2. Don’t hire a music video director to helm the movie. Okay, yeah…I know that kind of worked for THE RING, with director Gore Verbinski. But this guy Chris Nahon is so obsessed with drenching every frame in music-video grunge effects and high-contrast yellows and greens that he seems to have forgotten there are actors and a so-called story to consider as well.

3. If you’re going to try to set the film in Japan, then honor the Japanese elements. The American remake of THE GRUDGE did this fairly well – although the film focused on an American family in Japan (and so allowed the filmmakers to use American stars like Sarah Michelle Gellar), the story wisely used culture clash to ramp up the tension. No such luck with BLOOD, which is theoretically set in Japan, but seems to be set in a Japan populated almost entirely by Americans and vampires. The only Japanese character featured prominently is Saya, and she’s little more than a silent fighter. Even the kendo teacher is American. And when we meet the “Elder” in charge of the Council, it’s an old white guy – apparently living alone in the middle of Japan. Jeez, would it have killed ‘em to make that guy Japanese, at least?!

4. If you’re going the American remake route, then get a solid American screenwriter. Okay, I should know from my own experience that what comes out of the actors’ mouths may not be even close to what was on paper…but dear God, BLOOD THE LAST VAMPIRE has some of the most laughably bad dialogue I’ve ever heard. My favorite line: After Alice has been rescued by Saya from hundreds of attacking vampires, and has watched her crash through brick walls, leap distances of 50 feet, and kill five vamps with a single hurled umbrella, she looks at Saya as they part and offers up, “Be really careful, okay?” Yes, ROTFLMAO is an appropriate response here.

5. If the film involves action, know how to shoot it. One of the pleasures of Asian cinema, of course, is the action. These guys have been doing fights from the beginning of their film industry, and it shows. Heck, some of the Asian movie awards even include categories for action choreography. Unfortunately, director Nahon seems to have decided that he could shoot action better than these dumb ol’ Asian guys, and he’s opted for the typical western mix of interminable slo-mo and confusing close-ups, rendering BLOOD’s lengthy fight sequences into incomprehensible mishmashes of color and motion. This is particularly sad because I have no doubt that BLOOD’s energetic lead performer could have handled any choreography they threw at her.
6. If you’re using Asian actors, don’t force them to speak lines phonetically. The only thing that BLOOD THE LAST VAMPIRE got right was the casting of its lead – gorgeous and gifted South Korean actress Jeon Ji-hyun (appearing here under the ridiculously anglicized name “Gianna”) handles her English lines well enough (in fact, her performance is BLOOD’s only saving grace), but the few other Japanese actors in the film who have to speak English rather obviously have no idea what they’re saying – they’re just struggling to get those syllables out.

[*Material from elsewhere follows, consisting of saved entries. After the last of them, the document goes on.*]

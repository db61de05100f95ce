//! CopyStack Interface Definition
//!
//! Public types shared with the presentation layer: the canonical record
//! shape, the error taxonomy and the command surface.

use chrono::{DateTime, Utc};
use serde::{Deserialize, Serialize};
use std::fmt;
use thiserror::Error;

use crate::bus::Subscription;

/// Identifier of a stored record. Allocated monotonically, never reused.
pub type EventId = i64;

/// Smallest accepted history capacity
pub const MIN_MAX_ITEMS: u32 = 1;
/// Largest accepted history capacity
pub const MAX_MAX_ITEMS: u32 = 1000;

// ═══════════════════════════════════════════════════════════════════════════════
// RECORDS
// ═══════════════════════════════════════════════════════════════════════════════

/// Opaque identifier of one clipboard representation (e.g. `public.utf8-plain-text`).
///
/// Deliberately not an enum: the OS format set is open-ended and new tags
/// must round-trip without code changes.
#[derive(Debug, Clone, PartialEq, Eq, Hash, PartialOrd, Ord, Serialize, Deserialize)]
#[serde(transparent)]
pub struct FormatTag(String);

impl FormatTag {
    pub fn new(tag: impl Into<String>) -> Self {
        FormatTag(tag.into())
    }

    pub fn as_str(&self) -> &str {
        &self.0
    }
}

impl fmt::Display for FormatTag {
    fn fmt(&self, f: &mut fmt::Formatter<'_>) -> fmt::Result {
        f.write_str(&self.0)
    }
}

impl From<&str> for FormatTag {
    fn from(tag: &str) -> Self {
        FormatTag(tag.to_string())
    }
}

impl From<String> for FormatTag {
    fn from(tag: String) -> Self {
        FormatTag(tag)
    }
}

impl AsRef<str> for FormatTag {
    fn as_ref(&self) -> &str {
        &self.0
    }
}

/// One representation of one logical clipboard item
#[derive(Debug, Clone, PartialEq, Eq, Serialize, Deserialize)]
pub struct DataItem {
    pub format: FormatTag,
    /// Raw bytes as offered by the OS. Base64 in JSON.
    #[serde(with = "payload_base64")]
    pub payload: Vec<u8>,
}

/// All representations offered for one logical item, in OS preference order
#[derive(Debug, Clone, PartialEq, Eq, Default, Serialize, Deserialize)]
pub struct ClipboardItem {
    pub representations: Vec<DataItem>,
}

/// One capture of the clipboard. May hold several logical items (e.g. multiple files).
#[derive(Debug, Clone, PartialEq, Eq, Default, Serialize, Deserialize)]
pub struct ClipboardEvent {
    pub items: Vec<ClipboardItem>,
}

/// A captured, identified and timestamped event. Immutable once created.
#[derive(Debug, Clone, PartialEq, Eq, Serialize, Deserialize)]
pub struct StoredRecord {
    pub id: EventId,
    pub event: ClipboardEvent,
    pub captured_at: DateTime<Utc>,
    /// SHA-256 over the ordered formats and payloads of `event`
    pub content_hash: String,
}

mod payload_base64 {
    use base64::Engine;
    use serde::{Deserialize, Deserializer, Serializer};

    pub fn serialize<S: Serializer>(bytes: &[u8], serializer: S) -> Result<S::Ok, S::Error> {
        serializer.serialize_str(&base64::engine::general_purpose::STANDARD.encode(bytes))
    }

    pub fn deserialize<'de, D: Deserializer<'de>>(deserializer: D) -> Result<Vec<u8>, D::Error> {
        let encoded = String::deserialize(deserializer)?;
        base64::engine::general_purpose::STANDARD
            .decode(encoded)
            .map_err(serde::de::Error::custom)
    }
}

// ═══════════════════════════════════════════════════════════════════════════════
// ERRORS
// ═══════════════════════════════════════════════════════════════════════════════

/// Error type for CopyStack operations
#[derive(Debug, Error, Clone, PartialEq, Eq)]
pub enum CopyStackError {
    #[error("Invalid argument: {0}")]
    InvalidArgument(String),
    #[error("Event not found: {0}")]
    NotFound(EventId),
    #[error("Clipboard access error: {0}")]
    ClipboardAccess(String),
    #[error("Persistence error: {0}")]
    Persistence(String),
}

impl From<crate::database::DatabaseError> for CopyStackError {
    fn from(e: crate::database::DatabaseError) -> Self {
        CopyStackError::Persistence(e.to_string())
    }
}

impl From<crate::config::ConfigError> for CopyStackError {
    fn from(e: crate::config::ConfigError) -> Self {
        CopyStackError::InvalidArgument(e.to_string())
    }
}

impl From<crate::clipboard::ClipboardError> for CopyStackError {
    fn from(e: crate::clipboard::ClipboardError) -> Self {
        CopyStackError::ClipboardAccess(e.to_string())
    }
}

// ═══════════════════════════════════════════════════════════════════════════════
// SERVICE INTERFACE
// ═══════════════════════════════════════════════════════════════════════════════

/// The command surface consumed by the presentation layer.
#[async_trait::async_trait]
pub trait HistoryCommands: Send + Sync {
    // ─────────────────────────────────────────────────────────────────────────────
    // Read Operations
    // ─────────────────────────────────────────────────────────────────────────────

    /// All stored records, newest first
    fn list_events(&self) -> Vec<StoredRecord>;

    /// A single record by id
    fn get_event(&self, id: EventId) -> Result<StoredRecord, CopyStackError>;

    /// Current history capacity
    fn get_max_items(&self) -> u32;

    // ─────────────────────────────────────────────────────────────────────────────
    // Write Operations
    // ─────────────────────────────────────────────────────────────────────────────

    /// Change the capacity. Fails with `InvalidArgument` outside 1..=1000.
    fn set_max_items(&self, max_items: i64) -> Result<(), CopyStackError>;

    /// Delete a record. Absent ids are a no-op.
    fn delete_event(&self, id: EventId);

    /// Remove every record
    fn clear_all_events(&self);

    /// Put every representation of a stored record back on the OS clipboard
    async fn copy_to_clipboard(&self, id: EventId) -> Result<(), CopyStackError>;

    // ─────────────────────────────────────────────────────────────────────────────
    // Push Channel
    // ─────────────────────────────────────────────────────────────────────────────

    /// Register for newly captured records. Dropping the subscription unregisters it.
    fn subscribe(&self) -> Subscription;
}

7. And speaking of actors – don’t use dull or bad western actors. Would THE RING have been anything without Naomi Watts? BLOOD’s American actors (or Canadian, or British, or whatever they are) range from merely dull to over-the-top. Maybe these actors have all been good in other things, but I’ve never seen any of them before, so I don’t know.

8. Don’t rip off other movies/television shows to pad out the western content. In the anime BLOOD, Saya worked for “the Red Shield”, but in the movie she’s supervised by “the Council” – of Watchers, right? Hey, where’s Giles? And what’s with those vampire makeups – haven’t I seen those in BLADE (which, not coincidentally, also features a human/vamp hybrid)?

9. Don’t dumb down the source material. It’s really sad when an anime – which addressed issues like Japanese feelings towards Americans and the role of women in Japanese society – is infinitely smarter than a live action film. Look at the live action DEATH NOTE(s) by comparison: They stuck closely to the original anime/manga, and the resulting films were superb. Oh, wait – the live action DEATH NOTE films were also Japanese. I bet the eventual Hollywood remake will be dumber than dirt.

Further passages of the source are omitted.